-- Opening Marker --
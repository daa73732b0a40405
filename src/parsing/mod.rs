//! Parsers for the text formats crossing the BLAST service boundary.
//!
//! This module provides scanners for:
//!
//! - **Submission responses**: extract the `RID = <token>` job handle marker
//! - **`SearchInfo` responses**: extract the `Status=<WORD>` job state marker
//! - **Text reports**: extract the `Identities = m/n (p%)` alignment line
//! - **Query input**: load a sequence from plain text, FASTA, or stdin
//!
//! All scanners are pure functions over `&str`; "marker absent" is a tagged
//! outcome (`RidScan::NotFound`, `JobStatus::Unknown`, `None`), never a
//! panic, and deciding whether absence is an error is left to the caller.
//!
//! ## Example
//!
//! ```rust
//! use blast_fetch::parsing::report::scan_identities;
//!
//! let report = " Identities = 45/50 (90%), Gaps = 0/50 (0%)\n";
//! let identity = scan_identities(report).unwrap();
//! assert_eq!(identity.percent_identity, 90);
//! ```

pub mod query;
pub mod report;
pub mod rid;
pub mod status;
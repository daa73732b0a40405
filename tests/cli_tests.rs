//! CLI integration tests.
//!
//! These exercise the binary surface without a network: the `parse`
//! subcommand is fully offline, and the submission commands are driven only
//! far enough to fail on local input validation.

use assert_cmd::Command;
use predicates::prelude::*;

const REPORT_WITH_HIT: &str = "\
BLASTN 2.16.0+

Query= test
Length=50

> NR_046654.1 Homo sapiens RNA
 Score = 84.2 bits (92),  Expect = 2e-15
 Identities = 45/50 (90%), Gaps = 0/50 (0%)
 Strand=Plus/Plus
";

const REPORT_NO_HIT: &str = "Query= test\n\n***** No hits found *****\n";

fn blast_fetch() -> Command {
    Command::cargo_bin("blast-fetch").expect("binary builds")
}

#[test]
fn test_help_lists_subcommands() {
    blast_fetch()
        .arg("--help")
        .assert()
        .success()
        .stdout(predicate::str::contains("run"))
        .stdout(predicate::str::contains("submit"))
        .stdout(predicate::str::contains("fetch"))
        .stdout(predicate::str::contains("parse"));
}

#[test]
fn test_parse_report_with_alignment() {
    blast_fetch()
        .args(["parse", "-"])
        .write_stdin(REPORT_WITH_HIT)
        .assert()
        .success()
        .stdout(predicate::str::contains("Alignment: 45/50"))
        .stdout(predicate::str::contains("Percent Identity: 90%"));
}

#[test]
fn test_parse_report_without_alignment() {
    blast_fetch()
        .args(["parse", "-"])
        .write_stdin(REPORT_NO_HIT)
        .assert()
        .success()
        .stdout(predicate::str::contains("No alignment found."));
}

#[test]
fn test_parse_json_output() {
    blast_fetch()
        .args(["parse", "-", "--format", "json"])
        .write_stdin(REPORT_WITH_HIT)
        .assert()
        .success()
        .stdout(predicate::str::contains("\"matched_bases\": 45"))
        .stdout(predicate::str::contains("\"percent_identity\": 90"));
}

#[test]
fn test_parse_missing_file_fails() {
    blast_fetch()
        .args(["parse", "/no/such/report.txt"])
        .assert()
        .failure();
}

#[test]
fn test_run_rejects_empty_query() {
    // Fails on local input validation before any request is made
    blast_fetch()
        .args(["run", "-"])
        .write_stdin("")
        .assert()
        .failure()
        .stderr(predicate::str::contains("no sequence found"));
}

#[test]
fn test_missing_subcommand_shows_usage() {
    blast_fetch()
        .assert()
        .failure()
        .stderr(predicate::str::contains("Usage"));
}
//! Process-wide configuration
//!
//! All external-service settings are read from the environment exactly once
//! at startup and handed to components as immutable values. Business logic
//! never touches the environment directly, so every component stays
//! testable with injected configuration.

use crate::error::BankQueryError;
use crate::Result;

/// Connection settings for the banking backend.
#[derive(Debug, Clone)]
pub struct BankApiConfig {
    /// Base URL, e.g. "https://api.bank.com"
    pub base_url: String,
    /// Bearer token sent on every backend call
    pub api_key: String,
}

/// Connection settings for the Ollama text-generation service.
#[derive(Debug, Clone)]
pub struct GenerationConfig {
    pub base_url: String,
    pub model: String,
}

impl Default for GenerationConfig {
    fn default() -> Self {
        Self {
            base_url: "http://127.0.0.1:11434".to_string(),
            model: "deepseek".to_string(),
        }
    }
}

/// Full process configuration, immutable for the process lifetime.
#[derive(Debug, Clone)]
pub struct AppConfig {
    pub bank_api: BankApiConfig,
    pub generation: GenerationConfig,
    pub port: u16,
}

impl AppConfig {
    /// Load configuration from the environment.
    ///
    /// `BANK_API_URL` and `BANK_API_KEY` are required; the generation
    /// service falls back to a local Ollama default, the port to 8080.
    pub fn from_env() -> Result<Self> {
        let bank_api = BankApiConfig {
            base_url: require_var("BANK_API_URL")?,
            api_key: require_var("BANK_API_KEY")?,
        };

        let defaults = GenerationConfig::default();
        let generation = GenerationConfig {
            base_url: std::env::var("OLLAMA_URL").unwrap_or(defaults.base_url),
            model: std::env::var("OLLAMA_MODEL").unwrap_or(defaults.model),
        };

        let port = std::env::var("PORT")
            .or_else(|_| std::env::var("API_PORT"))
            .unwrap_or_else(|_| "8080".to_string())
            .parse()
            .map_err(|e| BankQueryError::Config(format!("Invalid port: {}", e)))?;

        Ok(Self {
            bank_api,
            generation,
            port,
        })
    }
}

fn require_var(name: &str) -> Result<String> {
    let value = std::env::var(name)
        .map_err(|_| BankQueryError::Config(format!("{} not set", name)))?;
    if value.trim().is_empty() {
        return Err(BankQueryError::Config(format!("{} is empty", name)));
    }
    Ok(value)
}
-- Closing Marker --
WHAT IS BEING ASKED
Tally the lines of the data that contain the string "responses", and report nothing but the tally.

RESPONSE BELOW
2